**Brief:**
The response should be an exact copy of every record.

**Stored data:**
################

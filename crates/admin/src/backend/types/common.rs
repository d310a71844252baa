//! Serde helpers shared by the record types.

use chrono::{DateTime, NaiveDate, NaiveDateTime};
use serde::{Deserialize, Deserializer, Serializer};

/// Wire format used when sending timestamps to the API.
pub const WIRE_DATETIME_FORMAT: &str = "%Y-%m-%dT%H:%M:%S";

const NAIVE_FORMATS: [&str; 6] = [
    "%Y-%m-%dT%H:%M:%S",
    "%Y-%m-%dT%H:%M:%S%.f",
    "%Y-%m-%dT%H:%M",
    "%Y-%m-%d %H:%M:%S",
    "%Y-%m-%d %H:%M:%S%.f",
    "%Y-%m-%d %H:%M",
];

/// Parse a timestamp as the clinic API sends it.
///
/// RFC 3339 values keep their wall-clock time in the sender's offset; naive
/// values are taken as clinic-local. A bare date means midnight.
#[must_use]
pub fn parse_timestamp(raw: &str) -> Option<NaiveDateTime> {
    let raw = raw.trim();
    if let Ok(dt) = DateTime::parse_from_rfc3339(raw) {
        return Some(dt.naive_local());
    }
    NAIVE_FORMATS
        .iter()
        .find_map(|fmt| NaiveDateTime::parse_from_str(raw, fmt).ok())
        .or_else(|| {
            NaiveDate::parse_from_str(raw, "%Y-%m-%d")
                .ok()
                .and_then(|d| d.and_hms_opt(0, 0, 0))
        })
}

/// Parse a date, accepting a full timestamp and keeping its date part.
#[must_use]
pub fn parse_date(raw: &str) -> Option<NaiveDate> {
    let raw = raw.trim();
    NaiveDate::parse_from_str(raw, "%Y-%m-%d")
        .ok()
        .or_else(|| parse_timestamp(raw).map(|dt| dt.date()))
}

/// `#[serde(with = "datetime")]` for required timestamps.
pub mod datetime {
    use super::{
        Deserialize, Deserializer, NaiveDateTime, Serializer, WIRE_DATETIME_FORMAT,
        parse_timestamp,
    };

    /// Serialize as `YYYY-MM-DDTHH:MM:SS`.
    ///
    /// # Errors
    ///
    /// Propagates serializer errors.
    pub fn serialize<S: Serializer>(value: &NaiveDateTime, s: S) -> Result<S::Ok, S::Error> {
        s.collect_str(&value.format(WIRE_DATETIME_FORMAT))
    }

    /// Deserialize any timestamp format the API uses.
    ///
    /// # Errors
    ///
    /// Fails when the string is not a recognised timestamp.
    pub fn deserialize<'de, D: Deserializer<'de>>(d: D) -> Result<NaiveDateTime, D::Error> {
        let raw = String::deserialize(d)?;
        parse_timestamp(&raw)
            .ok_or_else(|| serde::de::Error::custom(format!("invalid timestamp: {raw}")))
    }
}

/// `#[serde(with = "optional_datetime")]` for optional timestamps.
///
/// Unparseable values become `None` rather than failing the whole record.
pub mod optional_datetime {
    use super::{
        Deserialize, Deserializer, NaiveDateTime, Serializer, WIRE_DATETIME_FORMAT,
        parse_timestamp,
    };

    /// Serialize as `YYYY-MM-DDTHH:MM:SS` or `null`.
    ///
    /// # Errors
    ///
    /// Propagates serializer errors.
    pub fn serialize<S: Serializer>(
        value: &Option<NaiveDateTime>,
        s: S,
    ) -> Result<S::Ok, S::Error> {
        match value {
            Some(dt) => s.collect_str(&dt.format(WIRE_DATETIME_FORMAT)),
            None => s.serialize_none(),
        }
    }

    /// Deserialize an optional timestamp.
    ///
    /// # Errors
    ///
    /// Fails only when the value is neither a string nor null.
    pub fn deserialize<'de, D: Deserializer<'de>>(
        d: D,
    ) -> Result<Option<NaiveDateTime>, D::Error> {
        let raw = Option::<String>::deserialize(d)?;
        Ok(raw.as_deref().and_then(parse_timestamp))
    }
}

/// `#[serde(with = "optional_date")]` for optional calendar dates.
pub mod optional_date {
    use chrono::NaiveDate;

    use super::{Deserialize, Deserializer, Serializer, parse_date};

    /// Serialize as `YYYY-MM-DD` or `null`.
    ///
    /// # Errors
    ///
    /// Propagates serializer errors.
    pub fn serialize<S: Serializer>(value: &Option<NaiveDate>, s: S) -> Result<S::Ok, S::Error> {
        match value {
            Some(date) => s.collect_str(&date.format("%Y-%m-%d")),
            None => s.serialize_none(),
        }
    }

    /// Deserialize an optional date, tolerating full timestamps.
    ///
    /// # Errors
    ///
    /// Fails only when the value is neither a string nor null.
    pub fn deserialize<'de, D: Deserializer<'de>>(d: D) -> Result<Option<NaiveDate>, D::Error> {
        let raw = Option::<String>::deserialize(d)?;
        Ok(raw.as_deref().and_then(parse_date))
    }
}

/// Format an optional timestamp for display, or an empty string.
#[must_use]
pub fn display_datetime(value: Option<&NaiveDateTime>) -> String {
    value
        .map(|dt| dt.format("%b %-d, %Y %H:%M").to_string())
        .unwrap_or_default()
}

/// Default for boolean flags the API omits when true.
#[must_use]
pub const fn default_true() -> bool {
    true
}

################

**Written response:**
filename crates/admin/src/backend/types/common.rs
repository d310a71844252baa
//! Serde helpers shared by the record types.

use chrono::{DateTime, NaiveDate, NaiveDateTime};
use serde::{Deserialize, Deserializer, Serializer};

/// Wire format used when sending timestamps to the API.
pub const WIRE_DATETIME_FORMAT: &str = "%Y-%m-%dT%H:%M:%S";

const NAIVE_FORMATS: [&str; 6] = [
    "%Y-%m-%dT%H:%M:%S",
    "%Y-%m-%dT%H:%M:%S%.f",
    "%Y-%m-%dT%H:%M",
    "%Y-%m-%d %H:%M:%S",
    "%Y-%m-%d %H:%M:%S%.f",
    "%Y-%m-%d %H:%M",
];

/// Parse a timestamp as the clinic API sends it.
///
/// RFC 3339 values keep their wall-clock time in the sender's offset; naive
/// values are taken as clinic-local. A bare date means midnight.
#[must_use]
pub fn parse_timestamp(raw: &str) -> Option<NaiveDateTime> {
    let raw = raw.trim();
    if let Ok(dt) = DateTime::parse_from_rfc3339(raw) {
        return Some(dt.naive_local());
    }
    NAIVE_FORMATS
        .iter()
        .find_map(|fmt| NaiveDateTime::parse_from_str(raw, fmt).ok())
        .or_else(|| {
            NaiveDate::parse_from_str(raw, "%Y-%m-%d")
                .ok()
                .and_then(|d| d.and_hms_opt(0, 0, 0))
        })
}

/// Parse a date, accepting a full timestamp and keeping its date part.
#[must_use]
pub fn parse_date(raw: &str) -> Option<NaiveDate> {
    let raw = raw.trim();
    NaiveDate::parse_from_str(raw, "%Y-%m-%d")
        .ok()
        .or_else(|| parse_timestamp(raw).map(|dt| dt.date()))
}

/// `#[serde(with = "datetime")]` for required timestamps.
pub mod datetime {
    use super::{
        Deserialize, Deserializer, NaiveDateTime, Serializer, WIRE_DATETIME_FORMAT,
        parse_timestamp,
    };

    /// Serialize as `YYYY-MM-DDTHH:MM:SS`.
    ///
    /// # Errors
    ///
    /// Propagates serializer errors.
    pub fn serialize<S: Serializer>(value: &NaiveDateTime, s: S) -> Result<S::Ok, S::Error> {
        s.collect_str(&value.format(WIRE_DATETIME_FORMAT))
    }

    /// Deserialize any timestamp format the API uses.
    ///
    /// # Errors
    ///
    /// Fails when the string is not a recognised timestamp.
    pub fn deserialize<'de, D: Deserializer<'de>>(d: D) -> Result<NaiveDateTime, D::Error> {
        let raw = String::deserialize(d)?;
        parse_timestamp(&raw)
            .ok_or_else(|| serde::de::Error::custom(format!("invalid timestamp: {raw}")))
    }
}

/// `#[serde(with = "optional_datetime")]` for optional timestamps.
///
/// Unparseable values become `None` rather than failing the whole record.
pub mod optional_datetime {
    use super::{
        Deserialize, Deserializer, NaiveDateTime, Serializer, WIRE_DATETIME_FORMAT,
        parse_timestamp,
    };

    /// Serialize as `YYYY-MM-DDTHH:MM:SS` or `null`.
    ///
    /// # Errors
    ///
    /// Propagates serializer errors.
    pub fn serialize<S: Serializer>(
        value: &Option<NaiveDateTime>,
        s: S,
    ) -> Result<S::Ok, S::Error> {
        match value {
            Some(dt) => s.collect_str(&dt.format(WIRE_DATETIME_FORMAT)),
            None => s.serialize_none(),
        }
    }

    /// Deserialize an optional timestamp.
    ///
    /// # Errors
    ///
    /// Fails only when the value is neither a string nor null.
    pub fn deserialize<'de, D: Deserializer<'de>>(
        d: D,
    ) -> Result<Option<NaiveDateTime>, D::Error> {
        let raw = Option::<String>::deserialize(d)?;
        Ok(raw.as_deref().and_then(parse_timestamp))
    }
}

/// `#[serde(with = "optional_date")]` for optional calendar dates.
pub mod optional_date {
    use chrono::NaiveDate;

    use super::{Deserialize, Deserializer, Serializer, parse_date};

    /// Serialize as `YYYY-MM-DD` or `null`.
    ///
    /// # Errors
    ///
    /// Propagates serializer errors.
    pub fn serialize<S: Serializer>(value: &Option<NaiveDate>, s: S) -> Result<S::Ok, S::Error> {
        match value {
            Some(date) => s.collect_str(&date.format("%Y-%m-%d")),
            None => s.serialize_none(),
        }
    }

    /// Deserialize an optional date, tolerating full timestamps.
    ///
    /// # Errors
    ///
    /// Fails only when the value is neither a string nor null.
    pub fn deserialize<'de, D: Deserializer<'de>>(d: D) -> Result<Option<NaiveDate>, D::Error> {
        let raw = Option::<String>::deserialize(d)?;
        Ok(raw.as_deref().and_then(parse_date))
    }
}

/// Format an optional timestamp for display, or an empty string.
#[must_use]
pub fn display_datetime(value: Option<&NaiveDateTime>) -> String {
    value
        .map(|dt| dt.format("%b %-d, %Y %H:%M").to_string())
        .unwrap_or_default()
}

/// Default for boolean flags the API omits when true.
#[must_use]
pub const fn default_true() -> bool {
    true
}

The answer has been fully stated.